Brief:
Your task is to copy the lines of the data below from the line holding "debug!(field = %rule.field, fragment" through the line holding "EnumReportField::CarpetArea => col_carpet", inclusive, exactly and with nothing added.

Data provided:
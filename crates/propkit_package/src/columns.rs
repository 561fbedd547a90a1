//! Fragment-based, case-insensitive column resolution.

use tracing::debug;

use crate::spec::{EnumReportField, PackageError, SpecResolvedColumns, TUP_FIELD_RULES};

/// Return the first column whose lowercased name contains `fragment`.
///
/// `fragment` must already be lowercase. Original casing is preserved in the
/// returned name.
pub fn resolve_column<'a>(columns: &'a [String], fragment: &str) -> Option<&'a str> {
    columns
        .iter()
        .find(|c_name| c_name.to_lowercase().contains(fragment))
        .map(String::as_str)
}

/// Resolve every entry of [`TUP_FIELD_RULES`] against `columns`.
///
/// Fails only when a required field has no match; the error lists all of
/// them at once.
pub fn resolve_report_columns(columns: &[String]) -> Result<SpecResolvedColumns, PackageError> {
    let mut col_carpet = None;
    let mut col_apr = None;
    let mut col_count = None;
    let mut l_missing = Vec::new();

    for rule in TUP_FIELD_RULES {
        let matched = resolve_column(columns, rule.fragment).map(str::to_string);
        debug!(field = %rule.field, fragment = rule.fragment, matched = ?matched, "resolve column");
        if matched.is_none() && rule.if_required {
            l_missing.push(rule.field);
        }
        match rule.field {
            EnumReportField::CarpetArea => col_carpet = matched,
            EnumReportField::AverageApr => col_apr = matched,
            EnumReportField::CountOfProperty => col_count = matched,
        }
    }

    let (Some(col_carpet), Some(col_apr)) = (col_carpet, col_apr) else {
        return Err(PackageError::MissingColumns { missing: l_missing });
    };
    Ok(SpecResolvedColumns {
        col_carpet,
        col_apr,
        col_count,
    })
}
==
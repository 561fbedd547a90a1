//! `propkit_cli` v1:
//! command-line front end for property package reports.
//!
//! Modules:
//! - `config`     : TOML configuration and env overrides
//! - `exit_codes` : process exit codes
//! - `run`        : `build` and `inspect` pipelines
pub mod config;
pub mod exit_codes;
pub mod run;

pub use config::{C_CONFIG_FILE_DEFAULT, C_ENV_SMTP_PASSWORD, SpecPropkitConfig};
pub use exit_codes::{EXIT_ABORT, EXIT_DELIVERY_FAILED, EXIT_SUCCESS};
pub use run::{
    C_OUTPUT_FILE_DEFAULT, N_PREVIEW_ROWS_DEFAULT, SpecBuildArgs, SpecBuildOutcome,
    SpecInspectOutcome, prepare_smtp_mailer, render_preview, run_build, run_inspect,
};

Result:
        debug!(field = %rule.field, fragment = rule.fragment, matched = ?matched, "resolve column");
        if matched.is_none() && rule.if_required {
            l_missing.push(rule.field);
        }
        match rule.field {
            EnumReportField::CarpetArea => col_carpet = matched,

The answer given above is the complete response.